──────── RECORDED DATA ────────

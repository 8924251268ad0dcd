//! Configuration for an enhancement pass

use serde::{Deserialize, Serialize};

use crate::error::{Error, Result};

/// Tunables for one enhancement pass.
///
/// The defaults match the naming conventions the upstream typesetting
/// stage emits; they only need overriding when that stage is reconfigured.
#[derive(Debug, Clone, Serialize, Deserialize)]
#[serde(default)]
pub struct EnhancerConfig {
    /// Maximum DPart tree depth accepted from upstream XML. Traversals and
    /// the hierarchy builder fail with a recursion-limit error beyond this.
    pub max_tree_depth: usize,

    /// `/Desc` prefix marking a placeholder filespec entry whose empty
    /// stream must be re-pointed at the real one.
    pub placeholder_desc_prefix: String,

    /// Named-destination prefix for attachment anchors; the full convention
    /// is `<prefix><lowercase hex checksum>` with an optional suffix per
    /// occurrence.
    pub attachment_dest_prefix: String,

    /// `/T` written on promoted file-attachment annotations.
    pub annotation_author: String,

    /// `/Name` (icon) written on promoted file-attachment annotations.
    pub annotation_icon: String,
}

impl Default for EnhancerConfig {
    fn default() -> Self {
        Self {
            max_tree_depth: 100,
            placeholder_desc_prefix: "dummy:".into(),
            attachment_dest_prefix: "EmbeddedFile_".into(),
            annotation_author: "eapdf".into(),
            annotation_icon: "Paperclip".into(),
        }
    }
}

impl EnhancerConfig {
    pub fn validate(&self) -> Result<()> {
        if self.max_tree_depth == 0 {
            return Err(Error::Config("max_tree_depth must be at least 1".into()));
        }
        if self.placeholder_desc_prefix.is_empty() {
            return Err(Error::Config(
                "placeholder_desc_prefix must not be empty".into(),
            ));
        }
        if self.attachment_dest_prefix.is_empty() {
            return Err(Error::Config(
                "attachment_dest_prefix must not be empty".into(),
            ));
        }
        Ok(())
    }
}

────────

= HOW TO COMPLETE THIS TASK =
Start from the line that holds "the full convention" and print each line to the end of the records exactly, leaving out everything before it.

= EXERCISE RESULT =
    /// Named-destination prefix for attachment anchors; the full convention
    /// is `<prefix><lowercase hex checksum>` with an optional suffix per
    /// occurrence.
    pub attachment_dest_prefix: String,

    /// `/T` written on promoted file-attachment annotations.
    pub annotation_author: String,

    /// `/Name` (icon) written on promoted file-attachment annotations.
    pub annotation_icon: String,
}

impl Default for EnhancerConfig {
    fn default() -> Self {
        Self {
            max_tree_depth: 100,
            placeholder_desc_prefix: "dummy:".into(),
            attachment_dest_prefix: "EmbeddedFile_".into(),
            annotation_author: "eapdf".into(),
            annotation_icon: "Paperclip".into(),
        }
    }
}

impl EnhancerConfig {
    pub fn validate(&self) -> Result<()> {
        if self.max_tree_depth == 0 {
            return Err(Error::Config("max_tree_depth must be at least 1".into()));
        }
        if self.placeholder_desc_prefix.is_empty() {
            return Err(Error::Config(
                "placeholder_desc_prefix must not be empty".into(),
            ));
        }
        if self.attachment_dest_prefix.is_empty() {
            return Err(Error::Config(
                "attachment_dest_prefix must not be empty".into(),
            ));
        }
        Ok(())
    }
}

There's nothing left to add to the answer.